##### Exercise input #####

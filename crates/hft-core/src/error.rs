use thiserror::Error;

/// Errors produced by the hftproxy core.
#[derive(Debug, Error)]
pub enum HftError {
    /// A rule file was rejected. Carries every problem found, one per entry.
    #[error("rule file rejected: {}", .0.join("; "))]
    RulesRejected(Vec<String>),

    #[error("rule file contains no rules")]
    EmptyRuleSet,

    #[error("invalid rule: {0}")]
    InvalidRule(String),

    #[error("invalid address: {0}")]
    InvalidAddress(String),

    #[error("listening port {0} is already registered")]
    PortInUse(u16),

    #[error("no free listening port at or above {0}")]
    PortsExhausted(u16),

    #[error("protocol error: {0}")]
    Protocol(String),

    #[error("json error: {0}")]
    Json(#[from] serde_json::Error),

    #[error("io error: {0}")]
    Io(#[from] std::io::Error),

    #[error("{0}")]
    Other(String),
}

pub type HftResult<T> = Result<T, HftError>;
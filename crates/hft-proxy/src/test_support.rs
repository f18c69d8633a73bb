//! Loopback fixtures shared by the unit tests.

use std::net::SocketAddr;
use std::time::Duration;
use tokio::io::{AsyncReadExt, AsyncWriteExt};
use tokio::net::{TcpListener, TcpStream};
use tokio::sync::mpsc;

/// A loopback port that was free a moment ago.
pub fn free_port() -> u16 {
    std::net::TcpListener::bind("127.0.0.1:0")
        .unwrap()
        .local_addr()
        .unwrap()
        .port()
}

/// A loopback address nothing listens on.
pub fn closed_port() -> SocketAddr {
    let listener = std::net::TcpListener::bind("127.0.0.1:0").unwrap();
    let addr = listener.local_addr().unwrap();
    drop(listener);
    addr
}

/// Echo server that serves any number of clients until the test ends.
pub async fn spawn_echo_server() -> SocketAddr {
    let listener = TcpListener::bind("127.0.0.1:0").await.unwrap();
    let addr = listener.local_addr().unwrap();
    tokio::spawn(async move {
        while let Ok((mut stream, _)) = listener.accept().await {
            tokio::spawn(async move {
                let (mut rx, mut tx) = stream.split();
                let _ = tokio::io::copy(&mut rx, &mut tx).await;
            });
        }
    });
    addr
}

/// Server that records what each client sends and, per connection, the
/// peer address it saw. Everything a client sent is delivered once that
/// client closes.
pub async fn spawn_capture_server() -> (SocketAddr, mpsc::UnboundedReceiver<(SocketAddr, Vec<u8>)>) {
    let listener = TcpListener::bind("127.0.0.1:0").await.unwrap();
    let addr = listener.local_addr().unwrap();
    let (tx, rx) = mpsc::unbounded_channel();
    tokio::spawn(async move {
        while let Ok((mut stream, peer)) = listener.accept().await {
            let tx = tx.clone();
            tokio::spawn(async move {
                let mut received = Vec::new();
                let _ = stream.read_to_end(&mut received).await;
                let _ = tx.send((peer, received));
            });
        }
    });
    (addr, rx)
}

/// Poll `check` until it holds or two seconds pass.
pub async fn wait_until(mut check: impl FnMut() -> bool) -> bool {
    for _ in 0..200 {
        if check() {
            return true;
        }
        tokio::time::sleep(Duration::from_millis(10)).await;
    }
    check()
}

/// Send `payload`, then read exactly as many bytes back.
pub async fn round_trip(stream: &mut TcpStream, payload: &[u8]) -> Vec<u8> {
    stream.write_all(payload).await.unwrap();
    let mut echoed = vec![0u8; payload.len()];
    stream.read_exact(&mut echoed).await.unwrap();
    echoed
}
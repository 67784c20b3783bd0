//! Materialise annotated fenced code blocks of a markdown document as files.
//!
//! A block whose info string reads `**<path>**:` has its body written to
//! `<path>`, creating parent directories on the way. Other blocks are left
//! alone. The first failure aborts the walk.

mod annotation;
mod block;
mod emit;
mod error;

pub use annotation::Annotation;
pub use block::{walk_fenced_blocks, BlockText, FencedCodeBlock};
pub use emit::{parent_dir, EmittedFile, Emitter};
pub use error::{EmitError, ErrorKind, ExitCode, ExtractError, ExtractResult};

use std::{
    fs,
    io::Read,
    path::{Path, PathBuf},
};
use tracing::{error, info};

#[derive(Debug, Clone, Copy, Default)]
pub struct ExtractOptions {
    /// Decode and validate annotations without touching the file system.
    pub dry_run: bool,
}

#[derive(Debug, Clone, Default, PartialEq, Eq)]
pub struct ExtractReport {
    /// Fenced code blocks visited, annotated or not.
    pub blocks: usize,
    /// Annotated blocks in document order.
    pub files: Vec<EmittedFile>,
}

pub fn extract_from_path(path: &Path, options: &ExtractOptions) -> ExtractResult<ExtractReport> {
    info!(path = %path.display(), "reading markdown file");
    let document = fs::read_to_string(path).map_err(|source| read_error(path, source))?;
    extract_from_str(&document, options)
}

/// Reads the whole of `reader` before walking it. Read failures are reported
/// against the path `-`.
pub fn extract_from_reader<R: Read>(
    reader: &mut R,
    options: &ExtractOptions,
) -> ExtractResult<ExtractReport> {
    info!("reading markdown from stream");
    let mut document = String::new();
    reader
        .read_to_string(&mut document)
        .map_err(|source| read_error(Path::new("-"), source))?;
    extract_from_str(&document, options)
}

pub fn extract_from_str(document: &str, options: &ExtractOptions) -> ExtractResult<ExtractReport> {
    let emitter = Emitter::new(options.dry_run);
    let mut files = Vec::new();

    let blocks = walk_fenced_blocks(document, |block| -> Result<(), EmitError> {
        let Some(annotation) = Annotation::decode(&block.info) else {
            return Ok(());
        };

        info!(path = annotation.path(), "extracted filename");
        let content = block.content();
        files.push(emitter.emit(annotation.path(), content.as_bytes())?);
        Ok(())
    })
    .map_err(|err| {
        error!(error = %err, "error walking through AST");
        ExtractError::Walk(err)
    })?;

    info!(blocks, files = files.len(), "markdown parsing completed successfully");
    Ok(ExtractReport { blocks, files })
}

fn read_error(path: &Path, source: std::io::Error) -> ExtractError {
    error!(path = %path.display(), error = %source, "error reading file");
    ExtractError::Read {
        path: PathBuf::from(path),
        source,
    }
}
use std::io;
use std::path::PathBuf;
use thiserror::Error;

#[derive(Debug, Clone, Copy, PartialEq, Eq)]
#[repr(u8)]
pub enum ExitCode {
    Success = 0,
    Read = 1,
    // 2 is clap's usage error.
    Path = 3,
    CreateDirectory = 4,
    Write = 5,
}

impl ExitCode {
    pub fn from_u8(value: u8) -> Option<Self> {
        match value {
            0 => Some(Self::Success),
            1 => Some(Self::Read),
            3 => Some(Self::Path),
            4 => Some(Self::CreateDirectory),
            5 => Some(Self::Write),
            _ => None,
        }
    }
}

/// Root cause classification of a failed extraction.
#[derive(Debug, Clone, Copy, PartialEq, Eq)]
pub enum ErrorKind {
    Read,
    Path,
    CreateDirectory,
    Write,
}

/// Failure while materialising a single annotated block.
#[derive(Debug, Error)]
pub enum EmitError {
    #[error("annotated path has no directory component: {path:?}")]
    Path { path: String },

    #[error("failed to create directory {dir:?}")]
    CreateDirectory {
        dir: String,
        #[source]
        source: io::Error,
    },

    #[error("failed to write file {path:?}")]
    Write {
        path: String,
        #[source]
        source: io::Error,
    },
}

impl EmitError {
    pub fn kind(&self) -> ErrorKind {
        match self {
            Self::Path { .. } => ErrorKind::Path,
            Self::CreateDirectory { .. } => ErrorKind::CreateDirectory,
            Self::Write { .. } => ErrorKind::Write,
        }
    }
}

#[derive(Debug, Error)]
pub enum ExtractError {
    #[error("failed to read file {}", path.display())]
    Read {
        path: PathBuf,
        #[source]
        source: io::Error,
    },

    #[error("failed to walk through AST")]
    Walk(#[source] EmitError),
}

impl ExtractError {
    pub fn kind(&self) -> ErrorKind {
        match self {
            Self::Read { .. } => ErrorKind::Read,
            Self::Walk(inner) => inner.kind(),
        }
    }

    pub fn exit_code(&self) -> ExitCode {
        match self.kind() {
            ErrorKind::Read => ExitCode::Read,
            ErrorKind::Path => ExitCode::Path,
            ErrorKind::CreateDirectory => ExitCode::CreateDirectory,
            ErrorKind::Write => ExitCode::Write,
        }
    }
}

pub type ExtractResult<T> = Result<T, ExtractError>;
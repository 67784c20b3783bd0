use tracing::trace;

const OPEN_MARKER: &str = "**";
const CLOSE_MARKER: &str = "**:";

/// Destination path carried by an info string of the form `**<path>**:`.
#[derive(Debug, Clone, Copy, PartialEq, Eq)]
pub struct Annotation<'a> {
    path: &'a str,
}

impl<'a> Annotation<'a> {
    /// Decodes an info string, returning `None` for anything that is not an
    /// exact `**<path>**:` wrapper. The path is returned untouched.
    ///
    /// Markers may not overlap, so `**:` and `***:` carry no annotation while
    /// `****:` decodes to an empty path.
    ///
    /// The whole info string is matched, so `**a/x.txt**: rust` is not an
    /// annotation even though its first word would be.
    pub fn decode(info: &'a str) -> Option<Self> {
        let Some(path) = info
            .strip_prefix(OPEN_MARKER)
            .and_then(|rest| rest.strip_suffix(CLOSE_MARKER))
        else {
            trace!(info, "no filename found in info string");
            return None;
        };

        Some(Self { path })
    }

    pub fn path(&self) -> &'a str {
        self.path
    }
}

#####

An exact transcription of the lines from the start of the listing through the line bearing "per connection, the" is the whole answer.

--- Response box ---
filename crates/hft-core/src/error.rs
use thiserror::Error;

/// Errors produced by the hftproxy core.
#[derive(Debug, Error)]
pub enum HftError {
    /// A rule file was rejected. Carries every problem found, one per entry.
    #[error("rule file rejected: {}", .0.join("; "))]
    RulesRejected(Vec<String>),

    #[error("rule file contains no rules")]
    EmptyRuleSet,

    #[error("invalid rule: {0}")]
    InvalidRule(String),

    #[error("invalid address: {0}")]
    InvalidAddress(String),

    #[error("listening port {0} is already registered")]
    PortInUse(u16),

    #[error("no free listening port at or above {0}")]
    PortsExhausted(u16),

    #[error("protocol error: {0}")]
    Protocol(String),

    #[error("json error: {0}")]
    Json(#[from] serde_json::Error),

    #[error("io error: {0}")]
    Io(#[from] std::io::Error),

    #[error("{0}")]
    Other(String),
}

pub type HftResult<T> = Result<T, HftError>;
filename crates/hft-proxy/src/test_support.rs
repository f18c69d8633a73bb
//! Loopback fixtures shared by the unit tests.

use std::net::SocketAddr;
use std::time::Duration;
use tokio::io::{AsyncReadExt, AsyncWriteExt};
use tokio::net::{TcpListener, TcpStream};
use tokio::sync::mpsc;

/// A loopback port that was free a moment ago.
pub fn free_port() -> u16 {
    std::net::TcpListener::bind("127.0.0.1:0")
        .unwrap()
        .local_addr()
        .unwrap()
        .port()
}

/// A loopback address nothing listens on.
pub fn closed_port() -> SocketAddr {
    let listener = std::net::TcpListener::bind("127.0.0.1:0").unwrap();
    let addr = listener.local_addr().unwrap();
    drop(listener);
    addr
}

/// Echo server that serves any number of clients until the test ends.
pub async fn spawn_echo_server() -> SocketAddr {
    let listener = TcpListener::bind("127.0.0.1:0").await.unwrap();
    let addr = listener.local_addr().unwrap();
    tokio::spawn(async move {
        while let Ok((mut stream, _)) = listener.accept().await {
            tokio::spawn(async move {
                let (mut rx, mut tx) = stream.split();
                let _ = tokio::io::copy(&mut rx, &mut tx).await;
            });
        }
    });
    addr
}

/// Server that records what each client sends and, per connection, the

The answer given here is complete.